State, 175 S.W.3d 738, 743 (Tex. Crim. App. 2005) (citing Middleton v. State, 125 S.W.3d 450,
453 (Tex. Crim. App. 2003)). If we find error, then the standard of review “depends on whether
the error was preserved.” Gonzalez v. State, 610 S.W.3d 22, 27 (Tex. Crim. App. 2020) (citing
Jordan v. State, 593 S.W.3d 340, 346 (Tex. Crim. App. 2020)); see also Almanza v. State, 686
S.W.2d 157, 171 (Tex. Crim. App. 1984) (op. on reh’g). Error is reversible if it was preserved
with a timely objection and if it caused some harm. Gonzalez, 610 S.W.3d at 27; Almanza, 686
S.W.2d at 171. If error was not preserved, the error is reversible if the court determines that the
error caused the defendant egregious harm. Gonzalez, 610 S.W.3d at 27; Almanza, 686 S.W.2d at
171.
C. Applicable Law
Texas Penal Code section 9.32 provides a reasonableness presumption for deadly force in
defense of a person in their home or business, known as the Castle Doctrine. See TEX. PENAL
CODE ANN. § 9.32; Jordan v. State, 593 S.W.3d 340, 343 (Tex. Crim. App. 2020); Villarreal v.
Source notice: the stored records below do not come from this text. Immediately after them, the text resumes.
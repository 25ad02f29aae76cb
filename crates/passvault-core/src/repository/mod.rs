//! Repository trait definitions (ports).
//!
//! These traits define the storage interface that the infrastructure layer
//! (passvault-infra) implements. The core crate never depends on any
//! specific storage technology.

pub mod credential;
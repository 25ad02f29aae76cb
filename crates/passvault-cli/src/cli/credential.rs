//! Credential CLI commands: generate, save, find, show-all.

use anyhow::{Context, Result};
use comfy_table::{Cell, Color, ContentArrangement, Table, presets};
use console::style;
use dialoguer::Password;

use passvault_core::service::password::generate_password;
use passvault_types::credential::{CredentialKey, CredentialRecord, ServiceSecret, UserSecret};
use passvault_types::password::PasswordPolicy;
use passvault_types::secret::{Redacted, RevealedSecret};

use crate::state::AppState;

/// Borrow the opened store, or fail if the caller never opened one.
pub fn store(state: Option<&AppState>) -> Result<&AppState> {
    state.context("credential store is not open")
}

fn secret_cell(secret: &RevealedSecret, mask: bool) -> Cell {
    match secret {
        RevealedSecret::Plain(plain) if mask => Cell::new(plain.masked()).fg(Color::Cyan),
        RevealedSecret::Plain(plain) => Cell::new(plain.expose()).fg(Color::Cyan),
        RevealedSecret::Unreadable(_) => Cell::new(secret.expose_or_sentinel()).fg(Color::Red),
    }
}

fn new_table(headers: &[&str]) -> Table {
    let mut table = Table::new();
    table.load_preset(presets::UTF8_FULL_CONDENSED);
    table.set_content_arrangement(ContentArrangement::Dynamic);
    table.set_header(
        headers
            .iter()
            .map(|h| Cell::new(h).fg(Color::White))
            .collect::<Vec<_>>(),
    );
    table
}

fn print_empty(what: &str) {
    println!();
    println!(
        "  {} No credentials stored {what}. Add one with: {}",
        style("i").blue().bold(),
        style("passvault save <USERNAME> <SERVICE>").yellow()
    );
    println!();
}

fn print_unreadable_footer(unreadable: usize) {
    if unreadable > 0 {
        println!(
            "  {} {} row{} could not be decrypted (wrong key or corrupt data)",
            style("!").yellow().bold(),
            style(unreadable).bold(),
            if unreadable == 1 { "" } else { "s" }
        );
        println!();
    }
}

/// Generate a password and optionally store it.
///
/// # Examples
///
/// ```bash
/// passvault generate -l 20 -s -d -u
/// passvault generate -d --username ivan --service gmail
/// ```
pub async fn generate(
    state: Option<&AppState>,
    policy: &PasswordPolicy,
    save: Option<&CredentialKey>,
    json: bool,
) -> Result<()> {
    if policy.only_lowercase() {
        tracing::warn!(
            "no special characters, digits or uppercase selected; the password will be lowercase letters only"
        );
    }

    let password = generate_password(policy)?;

    if let Some(key) = save {
        store(state)?.credentials.upsert(key, &password).await?;
    }

    if json {
        println!(
            "{}",
            serde_json::json!({
                "password": password,
                "length": policy.length,
                "saved": save.map(|k| serde_json::json!({"username": k.username(), "service": k.service()})),
            })
        );
        return Ok(());
    }

    println!("  {} {}", style("Generated password:").bold(), style(&password).green());
    if let Some(key) = save {
        println!(
            "  {} Saved for {}",
            style("✓").green().bold(),
            style(key).cyan()
        );
    }

    Ok(())
}

/// Store a password, prompting with hidden input when none was given.
///
/// # Examples
///
/// ```bash
/// # Secure prompt (recommended)
/// passvault save ivan gmail
///
/// # Script/automation mode
/// passvault save ivan gmail --password MyPass123
/// ```
pub async fn save(
    state: &AppState,
    key: &CredentialKey,
    password: Option<Redacted>,
    json: bool,
) -> Result<()> {
    let password = match password {
        Some(p) => p,
        None => Redacted::new(
            Password::new()
                .with_prompt(format!("Password for {}", style(key).bold()))
                .with_confirmation("Repeat password", "Passwords do not match")
                .allow_empty_password(true)
                .interact()?,
        ),
    };

    state.credentials.upsert(key, password.expose()).await?;

    if json {
        println!(
            "{}",
            serde_json::json!({
                "saved": true,
                "username": key.username(),
                "service": key.service(),
                "masked": password.masked(),
            })
        );
    } else {
        println!(
            "  {} Password for {} saved ({})",
            style("✓").green().bold(),
            style(key).bold(),
            password.masked()
        );
    }

    Ok(())
}

/// Look up the single secret for a username and service.
pub async fn find_by_both(state: &AppState, key: &CredentialKey, json: bool) -> Result<()> {
    let found = state
        .credentials
        .get(key)
        .await
        .with_context(|| format!("failed to read the password for {key}"))?;

    if json {
        println!(
            "{}",
            serde_json::json!({
                "username": key.username(),
                "service": key.service(),
                "found": found.is_some(),
                "password": found.as_ref().map(Redacted::expose),
            })
        );
        return Ok(());
    }

    match found {
        Some(secret) => println!(
            "  {} Password for {}: {}",
            style("✓").green().bold(),
            style(key).bold(),
            style(secret.expose()).cyan()
        ),
        None => println!(
            "  {} No password stored for {}",
            style("✗").red().bold(),
            style(key).bold()
        ),
    }

    Ok(())
}

/// List every service stored for a username.
pub async fn find_by_username(state: &AppState, username: &str, json: bool) -> Result<()> {
    let rows: Vec<ServiceSecret> = state.credentials.find_by_username(username).await?;

    if json {
        println!("{}", serde_json::to_string_pretty(&rows)?);
        return Ok(());
    }

    if rows.is_empty() {
        print_empty(&format!("for user '{username}'"));
        return Ok(());
    }

    let mut table = new_table(&["Service", "Password"]);
    for row in &rows {
        table.add_row(vec![Cell::new(&row.service), secret_cell(&row.secret, false)]);
    }

    println!();
    println!("  Credentials for {}", style(username).bold());
    println!("{table}");
    println!();
    print_unreadable_footer(rows.iter().filter(|r| !r.secret.is_readable()).count());

    Ok(())
}

/// List every username stored for a service.
pub async fn find_by_service(state: &AppState, service: &str, json: bool) -> Result<()> {
    let rows: Vec<UserSecret> = state.credentials.find_by_service(service).await?;

    if json {
        println!("{}", serde_json::to_string_pretty(&rows)?);
        return Ok(());
    }

    if rows.is_empty() {
        print_empty(&format!("for service '{service}'"));
        return Ok(());
    }

    let mut table = new_table(&["Username", "Password"]);
    for row in &rows {
        table.add_row(vec![Cell::new(&row.username), secret_cell(&row.secret, false)]);
    }

    println!();
    println!("  Credentials for {}", style(service).bold());
    println!("{table}");
    println!();
    print_unreadable_footer(rows.iter().filter(|r| !r.secret.is_readable()).count());

    Ok(())
}

/// Total and unreadable counts, taken from the rows actually shown.
fn tally(rows: &[CredentialRecord]) -> (usize, usize) {
    let unreadable = rows.iter().filter(|r| !r.secret.is_readable()).count();
    (rows.len(), unreadable)
}

/// Show every stored credential with a count footer.
pub async fn show_all(state: &AppState, mask: bool, json: bool) -> Result<()> {
    let rows: Vec<CredentialRecord> = state.credentials.list_all().await?;

    if json {
        println!("{}", serde_json::to_string_pretty(&rows)?);
        return Ok(());
    }

    if rows.is_empty() {
        print_empty("yet");
        return Ok(());
    }

    let mut table = new_table(&["Username", "Service", "Password", "Saved"]);
    for row in &rows {
        table.add_row(vec![
            Cell::new(&row.username),
            Cell::new(&row.service),
            secret_cell(&row.secret, mask),
            Cell::new(row.created_at.format("%Y-%m-%d %H:%M").to_string()).fg(Color::DarkGrey),
        ]);
    }

    let (total, unreadable) = tally(&rows);

    println!();
    println!("{table}");
    println!();
    println!(
        "  {} credential{}",
        style(total).bold(),
        if total == 1 { "" } else { "s" }
    );
    println!();
    print_unreadable_footer(unreadable);

    Ok(())
}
State, 453 S.W.3d 429, 431 (Tex. Crim. App. 2015); Krajcovic v. State, 393 S.W.3d 282, 284 (Tex.
Crim. App. 2013). A defendant must satisfy the requirements of the statute before he is entitled
to a justification defense under section 9.32. See TEX. PENAL CODE ANN. § 9.32; Preston v. State,
-6-
04-20-00220-CR
756 S.W.2d 22, 25 (Tex. App.—Houston [14th Dist.] 1988, pet. ref’d); Williams v. State, No. 11-
12-00261-CR, 2014 WL 4809938, at *2 (Tex. App.—Eastland Sept. 25, 2014, no pet.). As applied
to this case, the statute requires the assailant to know or have reason to know that an intruder has
entered their home with force or is attempting to do so before he may commit an assault without
legal repercussion. See TEX. PENAL CODE ANN. § 9.32(b)(1)(A); Elizondo v. State, 487 S.W.3d
185, 205 (Tex. Crim. App. 2016); Dearborn v. State, 420 S.W.3d 366, 377 (Tex. App.—Houston
[14th Dist.] 2014, no pet.).
D. Analysis
At trial, Crawford requested a jury instruction on the Castle Doctrine, arguing that he was
justified to attack an intruder in his room. However, Crawford admitted he had no legal basis to
support his argument that the intruder need not necessarily enter with force in order for the Castle
Doctrine to apply. Contra TEX. PENAL CODE ANN. § 9.32. Further, no evidence was presented
that Crawford believed his use of deadly force was immediately necessary to protect himself from
the victim or that the victim had entered with force. The record before us indicates that the victim
in this case wandered into Crawford’s room, and that Crawford believed the man wanted to steal
from him, though the victim apologized for being in the room. The record does not show any
evidentiary support for a jury charge instruction on justification. Therefore, Crawford’s request
for such instruction was properly denied. We overrule Crawford’s argument regarding the trial
court’s ruling on his request for a Castle Doctrine instruction.
-7-
04-20-00220-CR
CONCLUSION
We conclude that the trial court did not abuse its discretion by denying Crawford’s motion
to suppress. We also conclude that Crawford was not entitled to a Castle Doctrine instruction.
Therefore, we overrule Crawford’s issues on appeal and affirm the judgment of the trial court.